The development of unconventional shale gas formations in North America with horizontal multifractured wells is mature enough to identify production malpractices and abnormal productivity declines generally observed within 18 to 24 months of initial production. The primary objective of this study is to address all known causes of these productivity declines and to develop a fully coupled geomechanical-flow simulation model to simulate these production conditions.
This model mimics the impact of depletion-induced in-situ stress variations on short-term and long-term productivity by taking into account several phenomena, such as stress-dependent matrix and natural fracture permeability as well as reduction in hydraulic fracture conductivity due to proppant crushing, deformation, embedment, and fracture-face creep. Matrix permeability evolutions, considering the conflicting effects of non-Darcy flow, and compaction, have also been accounted for in this model. Numerical solutions for simplified hydraulic fracture planar geometries are then obtained using a finite element method (FEM) scheme.

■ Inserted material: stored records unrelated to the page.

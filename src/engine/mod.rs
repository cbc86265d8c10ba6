//! Container engine capability surface.
//!
//! The environment managers never talk to a daemon directly. They consume the
//! [`ContainerEngine`] trait, which exposes exactly the calls an ephemeral test
//! environment needs: network listing/creation, container lifecycle, log
//! retrieval, and image pull/build streams.
//!
//! [`DockerEngine`] implements the trait over a local Docker daemon using
//! bollard. Tests use the in-memory engine from [`crate::testing`].

mod docker;
pub mod error;

use std::collections::BTreeMap;

use async_trait::async_trait;
use bytes::Bytes;
use futures::stream::BoxStream;

pub use docker::{DockerEngine, connect_docker};
pub use error::{EngineError, Result};

/// Host address every published port is bound to.
pub const PUBLISH_HOST_IP: &str = "0.0.0.0";

/// Build-instructions file expected at the root of every build context.
pub const BUILD_FILE_NAME: &str = "Dockerfile";

/// A network known to the engine.
#[derive(Debug, Clone, PartialEq, Eq)]
pub struct NetworkSummary {
    /// Engine-assigned identity.
    pub id: String,
    /// Human-readable name.
    pub name: String,
}

/// A container as reported by a listing, running or not.
#[derive(Debug, Clone, PartialEq, Eq)]
pub struct ContainerSummary {
    /// Engine-assigned identity.
    pub id: String,
    /// Names in engine namespace form (`/<name>`).
    pub names: Vec<String>,
}

/// Everything needed to create a container.
#[derive(Debug, Clone, PartialEq, Eq)]
pub struct CreateContainerRequest {
    /// Declared container name.
    pub name: String,
    /// Image reference to run.
    pub image: String,
    /// Hostname inside the container.
    pub hostname: String,
    /// TCP port exposed and published on the same host port.
    pub port: u16,
    /// Environment variables.
    pub env: BTreeMap<String, String>,
    /// Identity of the network to join.
    pub network_id: String,
}

impl CreateContainerRequest {
    /// Environment rendered as `KEY=VALUE` entries.
    pub fn env_entries(&self) -> Vec<String> {
        self.env.iter().map(|(k, v)| format!("{}={}", k, v)).collect()
    }

    /// Port key in engine form (`<port>/tcp`).
    pub fn port_key(&self) -> String {
        format!("{}/tcp", self.port)
    }
}

/// Which output stream a log chunk came from.
#[derive(Debug, Clone, Copy, PartialEq, Eq)]
pub enum LogStream {
    Stdout,
    Stderr,
}

/// A piece of container log output.
#[derive(Debug, Clone, PartialEq, Eq)]
pub struct LogChunk {
    pub stream: LogStream,
    pub bytes: Bytes,
}

/// Stream of human-readable progress lines from a pull or build.
pub type ProgressStream<'a> = BoxStream<'a, Result<String>>;

/// Stream of demultiplexed container log chunks.
pub type LogChunkStream<'a> = BoxStream<'a, Result<LogChunk>>;

/// Operations a container engine must provide.
///
/// Implementations must be shareable across the network, image and container
/// managers, which all hold the same handle.
#[async_trait]
pub trait ContainerEngine: Send + Sync {
    /// List every network.
    async fn list_networks(&self) -> Result<Vec<NetworkSummary>>;

    /// Create an attachable network.
    async fn create_network(&self, name: &str) -> Result<NetworkSummary>;

    /// List every container regardless of state.
    async fn list_containers(&self) -> Result<Vec<ContainerSummary>>;

    /// Create a container and return its identity.
    async fn create_container(&self, request: &CreateContainerRequest) -> Result<String>;

    /// Start a created container.
    async fn start_container(&self, id: &str) -> Result<()>;

    /// Send the stop signal. Stopping an already stopped container succeeds.
    async fn stop_container(&self, id: &str) -> Result<()>;

    /// Resolve once the container is no longer running, or with the error
    /// the engine reported while waiting.
    async fn wait_not_running(&self, id: &str) -> Result<()>;

    /// Remove a stopped container.
    async fn remove_container(&self, id: &str) -> Result<()>;

    /// Fetch the accumulated stdout/stderr log of a container.
    fn container_logs<'a>(&'a self, id: &'a str) -> LogChunkStream<'a>;

    /// Pull an image, streaming progress until every layer is present.
    fn pull_image<'a>(&'a self, reference: &'a str) -> ProgressStream<'a>;

    /// Build an image from a tar build context, tagging it `tag`.
    fn build_image<'a>(&'a self, context: Bytes, tag: &'a str) -> ProgressStream<'a>;
}
//! Error types for environment setup and teardown.

use std::path::PathBuf;
use std::time::Duration;

use thiserror::Error;

use crate::engine::EngineError;

/// Result type for environment operations.
pub type Result<T> = std::result::Result<T, EnvironmentError>;

/// Lifecycle stage an error belongs to, for user-facing reporting.
#[derive(Debug, Clone, Copy, PartialEq, Eq)]
pub enum Stage {
    Network,
    Pull,
    Build,
    Start,
    Readiness,
    Stop,
}

impl Stage {
    pub fn as_str(&self) -> &'static str {
        match self {
            Stage::Network => "network",
            Stage::Pull => "pull",
            Stage::Build => "build",
            Stage::Start => "start",
            Stage::Readiness => "readiness",
            Stage::Stop => "stop",
        }
    }
}

impl std::fmt::Display for Stage {
    fn fmt(&self, f: &mut std::fmt::Formatter<'_>) -> std::fmt::Result {
        f.write_str(self.as_str())
    }
}

/// Local I/O failure while turning a source tree into a build context.
#[derive(Debug, Error)]
pub enum ArchiveError {
    /// A directory could not be listed.
    #[error("cannot read directory {}: {source}", path.display())]
    ReadDir {
        path: PathBuf,
        #[source]
        source: std::io::Error,
    },

    /// A file could not be read.
    #[error("cannot read file {}: {source}", path.display())]
    ReadFile {
        path: PathBuf,
        #[source]
        source: std::io::Error,
    },

    /// A path could not be expressed as a UTF-8 archive entry name.
    #[error("path {} is not valid UTF-8", path.display())]
    InvalidPath { path: PathBuf },

    /// Writing the archive stream failed.
    #[error("cannot append {entry} to build context: {source}")]
    Write {
        entry: String,
        #[source]
        source: std::io::Error,
    },
}

/// A readiness probe failure.
#[derive(Debug, Error)]
pub enum ProbeError {
    /// The target refused or dropped the connection.
    #[error("connection to {target} failed: {reason}")]
    Connect { target: String, reason: String },

    /// The target answered but did not look healthy.
    #[error("{target} is not healthy: {reason}")]
    Unhealthy { target: String, reason: String },

    /// The probe did not answer in time.
    #[error("probe of {target} timed out after {timeout:?}")]
    Timeout { target: String, timeout: Duration },
}

/// The poller gave up on a probe.
#[derive(Debug, Error)]
#[error("not ready after {attempts} attempts: {last_error}")]
pub struct ReadinessError {
    /// Number of probe invocations made.
    pub attempts: u32,
    /// Failure reported by the final invocation.
    #[source]
    pub last_error: ProbeError,
}

/// Errors raised while bringing an environment up or down.
#[derive(Debug, Error)]
pub enum EnvironmentError {
    /// Network lookup or creation failed.
    #[error("network '{name}': {source}")]
    Network {
        name: String,
        #[source]
        source: EngineError,
    },

    /// Image pull failed.
    #[error("pull of image '{image}' failed: {source}")]
    Pull {
        image: String,
        #[source]
        source: EngineError,
    },

    /// The build context could not be assembled.
    #[error("build context for image '{tag}': {source}")]
    BuildContext {
        tag: String,
        #[source]
        source: ArchiveError,
    },

    /// The build context has no build file at its root.
    #[error("build context for image '{tag}' has no {file} at {}", dir.display())]
    MissingBuildFile {
        tag: String,
        file: &'static str,
        dir: PathBuf,
    },

    /// Image build failed.
    #[error("build of image '{tag}' failed: {source}")]
    Build {
        tag: String,
        #[source]
        source: EngineError,
    },

    /// Listing containers to find one by name failed.
    #[error("lookup of container '{name}' failed: {source}")]
    Lookup {
        name: String,
        #[source]
        source: EngineError,
    },

    /// Removing a stale container of the same name failed.
    #[error("pre-clean of container '{name}' failed: {source}")]
    PreClean {
        name: String,
        #[source]
        source: Box<EnvironmentError>,
    },

    /// Container creation failed.
    #[error("create of container '{name}' failed: {source}")]
    Create {
        name: String,
        #[source]
        source: EngineError,
    },

    /// Container start failed.
    #[error("start of container '{name}' failed: {source}")]
    Start {
        name: String,
        #[source]
        source: EngineError,
    },

    /// A service never became ready.
    #[error("'{name}' did not become ready: {source}")]
    Readiness {
        name: String,
        #[source]
        source: ReadinessError,
    },

    /// Sending the stop signal failed.
    #[error("stop of container '{name}' failed: {source}")]
    Stop {
        name: String,
        #[source]
        source: EngineError,
    },

    /// The container did not reach not-running within the deadline.
    #[error("container '{name}' did not stop within {timeout:?}")]
    StopTimeout { name: String, timeout: Duration },

    /// Removing a container failed.
    #[error("remove of container '{name}' failed: {source}")]
    Remove {
        name: String,
        #[source]
        source: EngineError,
    },
}

impl EnvironmentError {
    /// The lifecycle stage that failed.
    pub fn stage(&self) -> Stage {
        match self {
            Self::Network { .. } => Stage::Network,
            Self::Pull { .. } => Stage::Pull,
            Self::BuildContext { .. } | Self::MissingBuildFile { .. } | Self::Build { .. } => {
                Stage::Build
            }
            Self::Lookup { .. }
            | Self::PreClean { .. }
            | Self::Create { .. }
            | Self::Start { .. } => Stage::Start,
            Self::Readiness { .. } => Stage::Readiness,
            Self::Stop { .. } | Self::StopTimeout { .. } | Self::Remove { .. } => Stage::Stop,
        }
    }

    /// Name of the network, image or container the error concerns.
    pub fn resource(&self) -> &str {
        match self {
            Self::Network { name, .. }
            | Self::Lookup { name, .. }
            | Self::PreClean { name, .. }
            | Self::Create { name, .. }
            | Self::Start { name, .. }
            | Self::Readiness { name, .. }
            | Self::Stop { name, .. }
            | Self::StopTimeout { name, .. }
            | Self::Remove { name, .. } => name,
            Self::Pull { image, .. } => image,
            Self::BuildContext { tag, .. }
            | Self::MissingBuildFile { tag, .. }
            | Self::Build { tag, .. } => tag,
        }
    }
}
//! Configuration resolved from environment variables.
//!
//! `.env` is loaded by the binary before [`Config::from_env`] runs, so values
//! there behave exactly like exported variables.

mod environment;
pub(crate) mod helpers;

pub use environment::{EnvironmentConfig, OutputMode};

use crate::error::ConfigError;

/// Complete process configuration.
#[derive(Debug, Clone)]
pub struct Config {
    pub environment: EnvironmentConfig,
}

impl Config {
    /// Resolve every setting from the process environment.
    pub fn from_env() -> Result<Self, ConfigError> {
        Ok(Self {
            environment: EnvironmentConfig::resolve()?,
        })
    }
}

A synthetic case was defined to investigate the effects of each individual phenomenon on short-term and long-term production. Results show that the combined effects of permeability alterations in matrix and natural fractures as well as conductivity losses in hydraulic fractures may result in substantial gas cumulative production loss. The model also reproduces familiar field-observed trends, with lower long-term production corresponding to higher and higher drawdowns. This behavior is attributed to the stress-dependent evolution of reservoir permeability and hydraulic fracture conductivity. The results conclude that ignoring impacts of any of the above phenomena results in overestimation of ultimate recovery. Furthermore, it is shown that proper management of pressure drawdown and the penalty for lower initial production rates in unconventional shale gas reservoirs can yield substantially higher ultimate recovery.
The model is fully versatile and allows modeling and characterization of all profoundly different (on a petrophysical level) shale gas formations as well as proppant materials utilized for the stimulation treatments. This integrated model can be used for optimization of key parameters during the hydraulic fracture design, for fine-tuning production history matching, and, especially, as a predictive tool for pressure drawdown management.